Mentre la norma ISO 20000 fornisce una metodologia generica per le best practice ITSM, ITIL descrive in dettaglio le pratiche specifiche che dovrebbero essere utilizzate per raggiungere gli obiettivi delineati nella metodologia ISO 20000. Sebbene la norma ISO 20000 sia stata sviluppata tenendo conto del framework ITIL, può essere utilizzata anche con altri framework di gestione dei servizi IT, come il framework COBIT o il Microsoft Operations Framework.
ISO 20000 è uno standard internazionale redatto per essere applicato alle organizzazioni di tutte le dimensioni e in tutte le aree geografiche, indipendentemente dalla natura dei servizi forniti.

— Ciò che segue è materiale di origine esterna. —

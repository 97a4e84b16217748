//! Account request shapes.

use serde::Deserialize;

use super::common;
use crate::schema::{ObjectSchema, Schema, SchemaLike};

/// `{ email, password }`; the password only needs to be non-empty since its
/// strength was checked at registration.
pub fn login() -> ObjectSchema {
    Schema::object()
        .field("email", common::email())
        .field("password", Schema::string().min_len(1))
}

/// `{ email, password, username, displayName? }`.
pub fn register() -> ObjectSchema {
    Schema::object()
        .field("email", common::email())
        .field("password", common::password())
        .field("username", common::username())
        .field("displayName", common::display_name().optional())
}

#[derive(Debug, Clone, PartialEq, Eq, Deserialize)]
pub struct LoginInput {
    pub email: String,
    pub password: String,
}

#[derive(Debug, Clone, PartialEq, Eq, Deserialize)]
#[serde(rename_all = "camelCase")]
pub struct RegisterInput {
    pub email: String,
    pub password: String,
    pub username: String,
    #[serde(default)]
    pub display_name: Option<String>,
}
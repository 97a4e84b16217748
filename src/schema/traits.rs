//! The validator contract.
//!
//! [`SchemaLike`] is the one trait every validator implements. A new validator
//! only provides `validate_input` and `output_to_value`; parsing entry points
//! and the `optional`/`nullable`/`default` modifiers come for free.
//! [`ValueValidator`] is its type-erased, object-safe counterpart used wherever
//! validators with different output types are stored side by side.

use serde::de::DeserializeOwned;
use serde_json::Value;
use stillwater::Validation;

use crate::error::ParseError;
use crate::path::JsonPath;
use crate::ValidationResult;

use super::modifiers::{Defaulted, Nullable, Optional};

/// A stateless validator producing `Self::Output` from untyped JSON input.
///
/// Input is `Option<&Value>`: `None` means the value is absent (a missing
/// object key), `Some(&Value::Null)` an explicit null. Validators hold no
/// mutable state, so one instance may serve any number of threads at once.
///
/// # Example
///
/// ```rust
/// use fablecheck::prelude::*;
/// use serde_json::json;
///
/// let title = Schema::string().trim().min_len(1).max_len(200);
///
/// assert_eq!(title.parse(&json!("  The Hollow Crown ")).unwrap(), "The Hollow Crown");
/// assert!(title.safe_parse(&json!("   ")).is_failure());
///
/// let subtitle = Schema::string().max_len(200).optional();
/// assert_eq!(subtitle.safe_parse_input(None).into_result().unwrap(), None);
/// ```
pub trait SchemaLike: Send + Sync {
    /// The value produced by successful validation.
    type Output;

    /// Validates `input` located at `path`.
    ///
    /// Errors are reported relative to `path`, so composite validators pass
    /// each child its extended path.
    fn validate_input(&self, input: Option<&Value>, path: &JsonPath) -> ValidationResult<Self::Output>;

    /// Encodes a validated output back into JSON.
    fn output_to_value(&self, output: Self::Output) -> Value;

    /// Validates a present value.
    fn validate(&self, value: &Value, path: &JsonPath) -> ValidationResult<Self::Output> {
        self.validate_input(Some(value), path)
    }

    /// Validates and re-encodes the output as JSON.
    ///
    /// `Success(None)` means the validated value is absent and should be left
    /// out of any enclosing object.
    fn validate_to_value(
        &self,
        input: Option<&Value>,
        path: &JsonPath,
    ) -> ValidationResult<Option<Value>> {
        self.validate_input(input, path)
            .map(|output| Some(self.output_to_value(output)))
    }

    /// Validates a value at the root path. Never panics.
    fn safe_parse(&self, value: &Value) -> ValidationResult<Self::Output> {
        self.validate_input(Some(value), &JsonPath::root())
    }

    /// Validates a possibly absent value at the root path. Never panics.
    fn safe_parse_input(&self, input: Option<&Value>) -> ValidationResult<Self::Output> {
        self.validate_input(input, &JsonPath::root())
    }

    /// Validates a value, returning every collected error on failure.
    fn parse(&self, value: &Value) -> Result<Self::Output, ParseError> {
        self.parse_input(Some(value))
    }

    /// Like [`parse`](Self::parse) for a possibly absent value.
    fn parse_input(&self, input: Option<&Value>) -> Result<Self::Output, ParseError> {
        match self.safe_parse_input(input) {
            Validation::Success(output) => Ok(output),
            Validation::Failure(errors) => {
                tracing::debug!(
                    error_count = errors.len(),
                    first_path = %errors.first().path.dotted(),
                    first_code = %errors.first().code,
                    "input rejected"
                );
                Err(ParseError::Invalid(errors))
            }
        }
    }

    /// Validates a value and deserializes the validated JSON into `T`.
    ///
    /// Coerced, trimmed, and defaulted values are what `T` receives, not the
    /// raw input.
    fn parse_into<T>(&self, value: &Value) -> Result<T, ParseError>
    where
        Self: Sized,
        T: DeserializeOwned,
    {
        match self.validate_to_value(Some(value), &JsonPath::root()) {
            Validation::Success(validated) => {
                Ok(serde_json::from_value(validated.unwrap_or(Value::Null))?)
            }
            Validation::Failure(errors) => Err(ParseError::Invalid(errors)),
        }
    }

    /// Accepts an absent value as `None`; anything present goes to `self`.
    fn optional(self) -> Optional<Self>
    where
        Self: Sized,
    {
        Optional::new(self)
    }

    /// Accepts `null` as `None`; anything else goes to `self`.
    fn nullable(self) -> Nullable<Self>
    where
        Self: Sized,
    {
        Nullable::new(self)
    }

    /// Substitutes `value` when the input is absent or `null`.
    fn default(self, value: Self::Output) -> Defaulted<Self>
    where
        Self: Sized,
        Self::Output: Clone + Send + Sync,
    {
        Defaulted::new(self, value)
    }
}

/// Type-erased view of a [`SchemaLike`], producing JSON output.
///
/// Blanket-implemented for every `SchemaLike`, so heterogeneous validators can
/// share one collection:
///
/// ```rust
/// use fablecheck::{Schema, ValueValidator};
///
/// let fields: Vec<Box<dyn ValueValidator>> = vec![
///     Box::new(Schema::string().min_len(1)),
///     Box::new(Schema::number().positive()),
/// ];
/// assert_eq!(fields.len(), 2);
/// ```
pub trait ValueValidator: Send + Sync {
    fn validate_value(&self, input: Option<&Value>, path: &JsonPath) -> ValidationResult<Option<Value>>;
}

impl<S: SchemaLike> ValueValidator for S {
    fn validate_value(&self, input: Option<&Value>, path: &JsonPath) -> ValidationResult<Option<Value>> {
        self.validate_to_value(input, path)
    }
}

Per questo motivo, organizzazioni e aziende di ogni settore hanno utilizzato ISO 20000 come benchmark per lo sviluppo degli SMS. Utenti e casi d'uso includono:
- Organizzazioni che vogliono dimostrare la propria capacità di progettare, mantenere e migliorare la fornitura di servizi
- Organizzazioni che desiderano verificare e rivedere le prestazioni dei propri SMS
- Clienti che cercano la garanzia di qualità degli SMS di un'organizzazione
- Clienti che cercano un approccio coerente alla gestione dei servizi IT da parte di tutti i fornitori, anche come parte integrante di una supply chain
- Consulenti e consulenti strategici per gli SMS
- Organizzazioni che eseguono valutazioni di conformità rispetto alla norma ISO 20000
La norma ISO 20000 è stata progettata tenendo conto di altri standard internazionali, data la necessità di integrazione con i sistemi di gestione della qualità e della sicurezza. Gli standard che si riferiscono all'ISO 20000 includono:
ISO 9001 (ISO/IEC 9001), lo standard internazionale per i sistemi di gestione della qualità. Stabilisce i requisiti per l'istituzione, l'implementazione, la manutenzione e il miglioramento continuo di un sistema di gestione della qualità (QMS).
ISO 22301 (ISO/IEC 22301), lo standard internazionale per i sistemi di gestione della continuità aziendale. Ha lo scopo di aiutare le organizzazioni a proteggersi e a riprendersi dagli incidenti che interrompono i loro servizi e a ridurre la probabilità che si verifichino.
ISO 27001 (ISO/IEC 27001), lo standard internazionale per i sistemi di gestione della sicurezza delle informazioni (ISMS). Definisce i requisiti che un ISMS deve soddisfare, aiuta le organizzazioni a gestire i rischi per la sicurezza dei dati e le assiste nell'implementazione delle best practice per la sicurezza delle informazioni, la protezione dei dati e la cybersecurity.